PROBLEM STATEMENT:
Each line that contains the word "warn" counts once; give the total for the records below and nothing else.

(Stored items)
※
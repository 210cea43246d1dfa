use crate::{Error, IntLongMap, Result};

/// Initial slot count used when none is given.
pub const DEFAULT_CAPACITY: usize = 16;

/// Load factor used when none is given.
pub const DEFAULT_LOAD_FACTOR: f64 = 0.5;

/// Construction options for [`IntLongMap`]
#[derive(Clone, Copy, Debug, PartialEq)]
pub struct Config {
    /// Initial number of slots
    #[doc(hidden)]
    pub capacity: usize,

    /// Ratio of occupied slots that triggers growth
    #[doc(hidden)]
    pub load_factor: f64,
}

impl Default for Config {
    fn default() -> Self {
        Self {
            capacity: DEFAULT_CAPACITY,
            load_factor: DEFAULT_LOAD_FACTOR,
        }
    }
}

impl Config {
    /// Creates a config with the default capacity (16) and load factor (0.5).
    #[must_use]
    pub fn new() -> Self {
        Self::default()
    }

    /// Sets the initial capacity.
    ///
    /// Must be greater than zero.
    #[must_use]
    pub fn capacity(mut self, capacity: usize) -> Self {
        self.capacity = capacity;
        self
    }

    /// Sets the load factor.
    ///
    /// The map doubles its capacity before an insert whenever
    /// `size >= load_factor * capacity`. Must be in `(0, 1]`.
    #[must_use]
    pub fn load_factor(mut self, load_factor: f64) -> Self {
        self.load_factor = load_factor;
        self
    }

    /// Checks that both parameters are in range.
    ///
    /// # Errors
    ///
    /// Returns [`Error::InvalidArgument`] if the capacity is zero, or the load
    /// factor is not in `(0, 1]` (NaN included).
    pub fn validate(&self) -> Result<()> {
        if self.capacity == 0 {
            return Err(Error::InvalidArgument(
                "initial capacity cannot be zero or negative",
            ));
        }

        // Written as a negated range check so that NaN is rejected too
        if !(self.load_factor > 0.0 && self.load_factor <= 1.0) {
            return Err(Error::InvalidArgument(
                "load factor must be greater than 0 and less than or equal to 1",
            ));
        }

        Ok(())
    }

    /// Validates the config and allocates an empty map.
    ///
    /// # Errors
    ///
    /// Returns [`Error::InvalidArgument`] if validation fails.
    pub fn build(self) -> Result<IntLongMap> {
        self.validate()?;

        if self != Self::default() {
            log::debug!(
                "creating map with capacity={} load_factor={}",
                self.capacity,
                self.load_factor,
            );
        }

        Ok(IntLongMap::from_config(self))
    }
}
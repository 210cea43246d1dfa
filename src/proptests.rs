use super::*;

use proptest::prelude::*;
use proptest_derive::Arbitrary;
use std::collections::{HashMap, HashSet};

fn validate_map(m: &IntLongMap) {
    let capacity = m.capacity();
    assert_eq!(m.slots.keys.len(), capacity);
    assert_eq!(m.slots.values.len(), capacity);

    let occupied = m.slots.keys.iter().filter(|k| k.is_some()).count();
    assert_eq!(occupied, m.size(), "size must match occupied slot count");

    assert!(m.size() <= capacity, "size {} exceeds capacity {capacity}", m.size());

    let mut seen = HashSet::new();
    for (idx, key) in m.slots.keys.iter().enumerate() {
        let Some(key) = *key else {
            assert_eq!(m.slots.values[idx], None, "empty slot {idx} holds a value");
            continue;
        };
        assert!(seen.insert(key), "duplicate key {key}");

        let mut i = m.slots.hash(key);
        while i != idx {
            assert!(
                m.slots.keys[i].is_some(),
                "hole at slot {i} on probe chain of key {key}"
            );
            i = (i + 1) % capacity;
        }
    }
}

fn key_strategy() -> impl Strategy<Value = Option<i32>> {
    // Mostly a narrow range so that updates and collisions are common.
    prop_oneof![
        1 => Just(None),
        20 => (-64i32..64).prop_map(Some),
        4 => any::<i32>().prop_map(Some),
    ]
}

#[derive(Arbitrary, Clone, Debug)]
enum Op {
    #[proptest(weight = 3)]
    Put(
        #[proptest(strategy = "key_strategy()")] Option<i32>,
        Option<i64>,
    ),
    Get(#[proptest(strategy = "key_strategy()")] Option<i32>),
}

fn config_strategy() -> impl Strategy<Value = Config> {
    let load_factor = prop_oneof![Just(1.0), Just(0.5), 0.05f64..=1.0];
    (1usize..=32, load_factor)
        .prop_map(|(capacity, load_factor)| Config::new().capacity(capacity).load_factor(load_factor))
}

proptest! {
    #![proptest_config(ProptestConfig {
        cases: 256,
        max_shrink_iters: 50_000,
        .. ProptestConfig::default()
    })]

    #[test]
    fn prop_equivalence(config in config_strategy(), ops in prop::collection::vec(any::<Op>(), 0..=2000)) {
        let mut t = config.build().unwrap();
        let mut m: HashMap<i32, Option<i64>> = HashMap::new();

        for op in ops {
            match op {
                Op::Put(None, value) => {
                    let capacity = t.capacity();
                    prop_assert_eq!(t.put(None, value), Err(Error::NullKey));
                    prop_assert_eq!(t.capacity(), capacity);
                }
                Op::Put(Some(key), value) => {
                    let old_t = t.put(key, value).unwrap();
                    let old_m = m.insert(key, value).flatten();
                    prop_assert_eq!(old_t, old_m);
                }
                Op::Get(None) => {
                    prop_assert_eq!(t.get(None), Err(Error::NullKey));
                }
                Op::Get(Some(key)) => {
                    let got_t = t.get(key).unwrap();
                    let got_m = m.get(&key).copied().flatten();
                    prop_assert_eq!(got_t, got_m);
                }
            }

            prop_assert_eq!(t.size(), m.len());
        }

        validate_map(&t);
        for (key, value) in &m {
            prop_assert_eq!(t.get(*key).unwrap(), *value);
        }
    }

    #[test]
    fn prop_construct_valid(config in config_strategy()) {
        let t = config.build().unwrap();
        prop_assert_eq!(t.size(), 0);
        prop_assert_eq!(t.capacity(), config.capacity);
        validate_map(&t);
    }

    #[test]
    fn prop_growth_distinct_keys(config in config_strategy(), keys in prop::collection::hash_set(any::<i32>(), 0..=500)) {
        let mut t = config.build().unwrap();
        let initial = t.capacity();

        for (i, key) in keys.iter().enumerate() {
            prop_assert_eq!(t.put(*key, i as i64).unwrap(), None);
        }

        prop_assert_eq!(t.size(), keys.len());
        prop_assert!(t.capacity() >= initial);
        prop_assert_eq!(t.capacity() % initial, 0);
        prop_assert!((t.capacity() / initial).is_power_of_two());
        validate_map(&t);

        for (i, key) in keys.iter().enumerate() {
            prop_assert_eq!(t.get(*key).unwrap(), Some(i as i64));
        }
    }

    #[test]
    fn prop_miss_on_fresh_map(config in config_strategy(), key in any::<i32>()) {
        let t = config.build().unwrap();
        prop_assert_eq!(t.get(key).unwrap(), None);
    }
}

#[test]
fn exhaustive_colliding_insert_order() {
    // All keys share home slot 0 at capacity 8, so each insertion order
    // builds a different chain.
    let keys = [0, 8, 16, 24, 32, 40];

    fn for_each_permutation(items: &mut [i32], k: usize, f: &mut impl FnMut(&[i32])) {
        if k == items.len() {
            f(&*items);
            return;
        }
        for i in k..items.len() {
            items.swap(k, i);
            for_each_permutation(items, k + 1, f);
            items.swap(k, i);
        }
    }

    let mut items = keys;
    for_each_permutation(&mut items, 0, &mut |perm: &[i32]| {
        let mut t = IntLongMap::with_capacity_and_load_factor(8, 1.0).unwrap();
        for (i, k) in perm.iter().enumerate() {
            assert_eq!(t.put(*k, i as i64).unwrap(), None);
        }
        validate_map(&t);
        for (i, k) in perm.iter().enumerate() {
            assert_eq!(t.get(*k).unwrap(), Some(i as i64));
        }
        assert_eq!(t.get(48).unwrap(), None);
    });
}
//! Sandboxed code execution: the `python` and `bash` tools.
//!
//! The Nexus filesystem is reachable from sandboxed code through
//! `NEXUS_SERVER_URL` and `NEXUS_API_KEY`, which carry the caller's
//! credential for the duration of one run. Anonymous runs get no key.

use async_trait::async_trait;
use nexagent_core::auth::AuthContext;
use nexagent_core::error::ToolError;
use nexagent_core::schema::{ArgKind, ArgumentSchema};
use nexagent_core::tool::{FailureKind, Tool, ToolResult};
use std::path::PathBuf;
use std::process::Stdio;
use std::sync::Arc;
use std::time::Duration;
use tokio::process::Command;
use tracing::{debug, warn};

#[derive(Debug, Clone, Copy, PartialEq, Eq)]
pub enum Language {
    Python,
    Bash,
}

impl Language {
    fn tool_name(&self) -> &'static str {
        match self {
            Self::Python => "python",
            Self::Bash => "bash",
        }
    }
}

/// Captured output of one sandbox run.
#[derive(Debug, Clone, Default, PartialEq, Eq)]
pub struct SandboxOutput {
    pub stdout: String,
    pub stderr: String,
    pub exit_code: i32,
}

impl SandboxOutput {
    pub fn success(&self) -> bool {
        self.exit_code == 0
    }

    fn render(&self) -> String {
        let mut text = self.stdout.trim_end().to_string();
        if !self.stderr.trim().is_empty() {
            if !text.is_empty() {
                text.push('\n');
            }
            text.push_str("[stderr]: ");
            text.push_str(self.stderr.trim_end());
        }
        if !self.success() {
            text = format!("[exit code: {}]\n{text}", self.exit_code);
        }
        if text.is_empty() {
            text = "(no output)".into();
        }
        text
    }
}

/// Isolated code execution.
#[async_trait]
pub trait Sandbox: Send + Sync {
    async fn run(
        &self,
        language: Language,
        source: &str,
        auth: &AuthContext,
    ) -> Result<SandboxOutput, ToolError>;
}

/// Runs code in a local child process with a wall-clock limit.
///
/// The child is spawned with `kill_on_drop`, so a timeout or a cancelled
/// request tears it down.
pub struct ProcessSandbox {
    python: String,
    shell: String,
    workdir: Option<PathBuf>,
    timeout: Duration,
    max_output_bytes: usize,
    nexus_url: String,
}

impl ProcessSandbox {
    pub fn new(timeout: Duration) -> Self {
        Self {
            python: "python3".into(),
            shell: "bash".into(),
            workdir: None,
            timeout,
            max_output_bytes: 64 * 1024,
            nexus_url: "http://localhost:8080".into(),
        }
    }

    pub fn from_config(
        sandbox: &nexagent_config::SandboxConfig,
        nexus: &nexagent_config::NexusConfig,
    ) -> Self {
        Self {
            python: sandbox.python.clone(),
            shell: sandbox.shell.clone(),
            workdir: sandbox.workdir.clone(),
            timeout: Duration::from_secs(sandbox.timeout_secs),
            max_output_bytes: sandbox.max_output_bytes,
            nexus_url: nexus.url.clone(),
        }
    }

    pub fn with_shell(mut self, shell: &str) -> Self {
        self.shell = shell.into();
        self
    }

    fn command(&self, language: Language, source: &str, auth: &AuthContext) -> Command {
        let program = match language {
            Language::Python => &self.python,
            Language::Bash => &self.shell,
        };
        let mut cmd = Command::new(program);
        cmd.arg("-c")
            .arg(source)
            .stdin(Stdio::null())
            .stdout(Stdio::piped())
            .stderr(Stdio::piped())
            .kill_on_drop(true)
            .env("NEXUS_SERVER_URL", &self.nexus_url);

        match auth.bearer_token() {
            Some(key) => {
                cmd.env("NEXUS_API_KEY", key);
            }
            None => {
                cmd.env_remove("NEXUS_API_KEY");
            }
        }
        if let Some(dir) = &self.workdir {
            cmd.current_dir(dir);
        }
        cmd
    }

    fn truncate(&self, bytes: &[u8]) -> String {
        let text = String::from_utf8_lossy(bytes);
        if text.len() <= self.max_output_bytes {
            return text.into_owned();
        }
        let mut cut = self.max_output_bytes;
        while !text.is_char_boundary(cut) {
            cut -= 1;
        }
        format!(
            "{}\n... (output truncated, {} bytes total)",
            &text[..cut],
            text.len()
        )
    }
}

#[async_trait]
impl Sandbox for ProcessSandbox {
    async fn run(
        &self,
        language: Language,
        source: &str,
        auth: &AuthContext,
    ) -> Result<SandboxOutput, ToolError> {
        let tool_name = language.tool_name();
        debug!(tool = tool_name, caller = %auth.fingerprint(), "Starting sandbox process");

        let child = self
            .command(language, source, auth)
            .spawn()
            .map_err(|e| ToolError::ExecutionFailed {
                tool_name: tool_name.into(),
                reason: format!("failed to start sandbox: {e}"),
            })?;

        let output = match tokio::time::timeout(self.timeout, child.wait_with_output()).await {
            Ok(result) => result.map_err(|e| ToolError::ExecutionFailed {
                tool_name: tool_name.into(),
                reason: e.to_string(),
            })?,
            Err(_) => {
                warn!(tool = tool_name, timeout_secs = self.timeout.as_secs(), "Sandbox timed out");
                return Err(ToolError::Timeout {
                    tool_name: tool_name.into(),
                    timeout_secs: self.timeout.as_secs(),
                });
            }
        };

        Ok(SandboxOutput {
            stdout: self.truncate(&output.stdout),
            stderr: self.truncate(&output.stderr),
            exit_code: output.status.code().unwrap_or(-1),
        })
    }
}

/// `python(code)` and `bash(command)` share this adapter.
pub struct SandboxTool {
    language: Language,
    sandbox: Arc<dyn Sandbox>,
}

impl SandboxTool {
    pub fn python(sandbox: Arc<dyn Sandbox>) -> Self {
        Self {
            language: Language::Python,
            sandbox,
        }
    }

    pub fn bash(sandbox: Arc<dyn Sandbox>) -> Self {
        Self {
            language: Language::Bash,
            sandbox,
        }
    }

    fn source_arg(&self) -> &'static str {
        match self.language {
            Language::Python => "code",
            Language::Bash => "command",
        }
    }
}

#[async_trait]
impl Tool for SandboxTool {
    fn name(&self) -> &str {
        self.language.tool_name()
    }

    fn description(&self) -> &str {
        match self.language {
            Language::Python => {
                "Run Python code in a sandbox and return stdout/stderr. The Nexus filesystem is mounted at /mnt/nexus."
            }
            Language::Bash => {
                "Run a bash command in a sandbox and return stdout/stderr. The Nexus filesystem is mounted at /mnt/nexus."
            }
        }
    }

    fn argument_schema(&self) -> ArgumentSchema {
        match self.language {
            Language::Python => {
                ArgumentSchema::new().required("code", ArgKind::String, "Python source to execute")
            }
            Language::Bash => {
                ArgumentSchema::new().required("command", ArgKind::String, "Shell command to execute")
            }
        }
    }

    async fn execute(
        &self,
        arguments: serde_json::Value,
        auth: &AuthContext,
    ) -> Result<ToolResult, ToolError> {
        let source = arguments[self.source_arg()]
            .as_str()
            .filter(|s| !s.trim().is_empty())
            .ok_or_else(|| {
                ToolError::InvalidArguments(format!("'{}' must not be empty", self.source_arg()))
            })?;

        let output = self.sandbox.run(self.language, source, auth).await?;
        let text = output.render();
        let result = if output.success() {
            ToolResult::success(text)
        } else {
            ToolResult::failure(FailureKind::ExecutionFailed, text)
        };
        Ok(result.with_data(serde_json::json!({ "exit_code": output.exit_code })))
    }
}

#[cfg(test)]
mod tests {
    use super::*;
    use crate::fakes::RecordingSandbox;
    use nexagent_core::tool::ToolOutcome;

    #[test]
    fn output_rendering() {
        let ok = SandboxOutput {
            stdout: "42\n".into(),
            stderr: String::new(),
            exit_code: 0,
        };
        assert_eq!(ok.render(), "42");

        let failed = SandboxOutput {
            stdout: String::new(),
            stderr: "NameError: x\n".into(),
            exit_code: 1,
        };
        assert_eq!(failed.render(), "[exit code: 1]\n[stderr]: NameError: x");
        assert_eq!(SandboxOutput::default().render(), "(no output)");
    }

    #[test]
    fn truncation_respects_char_boundaries() {
        let mut sandbox = ProcessSandbox::new(Duration::from_secs(1));
        sandbox.max_output_bytes = 5;
        let out = sandbox.truncate("ab\u{e9}\u{e9}cd".as_bytes());
        assert!(out.starts_with("ab\u{e9}"));
        assert!(out.contains("truncated"));
    }

    #[tokio::test]
    async fn python_tool_uses_code_argument() {
        let sandbox = Arc::new(RecordingSandbox {
            output: SandboxOutput {
                stdout: "hello\n".into(),
                ..Default::default()
            },
            ..Default::default()
        });
        let tool = SandboxTool::python(sandbox.clone());
        let result = tool
            .execute(serde_json::json!({"code": "print('hello')"}), &AuthContext::anonymous())
            .await
            .unwrap();
        assert!(result.is_success());
        assert_eq!(result.output, "hello");
        assert_eq!(
            sandbox.runs.lock().unwrap()[0],
            (Language::Python, "print('hello')".to_string())
        );
    }

    #[tokio::test]
    async fn nonzero_exit_is_failure_outcome() {
        let sandbox = Arc::new(RecordingSandbox {
            output: SandboxOutput {
                exit_code: 2,
                stderr: "ls: cannot access".into(),
                ..Default::default()
            },
            ..Default::default()
        });
        let result = SandboxTool::bash(sandbox)
            .execute(serde_json::json!({"command": "ls /nope"}), &AuthContext::anonymous())
            .await
            .unwrap();
        assert_eq!(result.outcome, ToolOutcome::Failure(FailureKind::ExecutionFailed));
    }

    #[cfg(unix)]
    #[tokio::test]
    async fn process_sandbox_runs_and_exports_credential() {
        let sandbox = ProcessSandbox::new(Duration::from_secs(10)).with_shell("sh");
        let auth = AuthContext::from_header(Some("Bearer sk-sandbox"));
        let output = sandbox
            .run(Language::Bash, "echo \"$NEXUS_SERVER_URL $NEXUS_API_KEY\"", &auth)
            .await
            .unwrap();
        assert!(output.success());
        assert_eq!(output.stdout.trim(), "http://localhost:8080 sk-sandbox");
    }

    #[cfg(unix)]
    #[tokio::test]
    async fn anonymous_run_gets_no_nexus_key() {
        let sandbox = ProcessSandbox::from_config(
            &nexagent_config::SandboxConfig {
                shell: "sh".into(),
                ..Default::default()
            },
            &nexagent_config::NexusConfig::default(),
        );
        let tool = SandboxTool::bash(Arc::new(sandbox));
        let result = tool
            .execute(
                serde_json::json!({"command": "echo \"key=${NEXUS_API_KEY:-none}\""}),
                &AuthContext::anonymous(),
            )
            .await
            .unwrap();
        assert_eq!(result.output, "key=none");
    }

    #[cfg(unix)]
    #[tokio::test]
    async fn process_sandbox_times_out() {
        let sandbox = ProcessSandbox::new(Duration::from_millis(200)).with_shell("sh");
        let err = sandbox
            .run(Language::Bash, "sleep 5", &AuthContext::anonymous())
            .await
            .unwrap_err();
        assert!(matches!(err, ToolError::Timeout { tool_name, .. } if tool_name == "bash"));
    }
}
※
PROBLEM SOLUTION:
2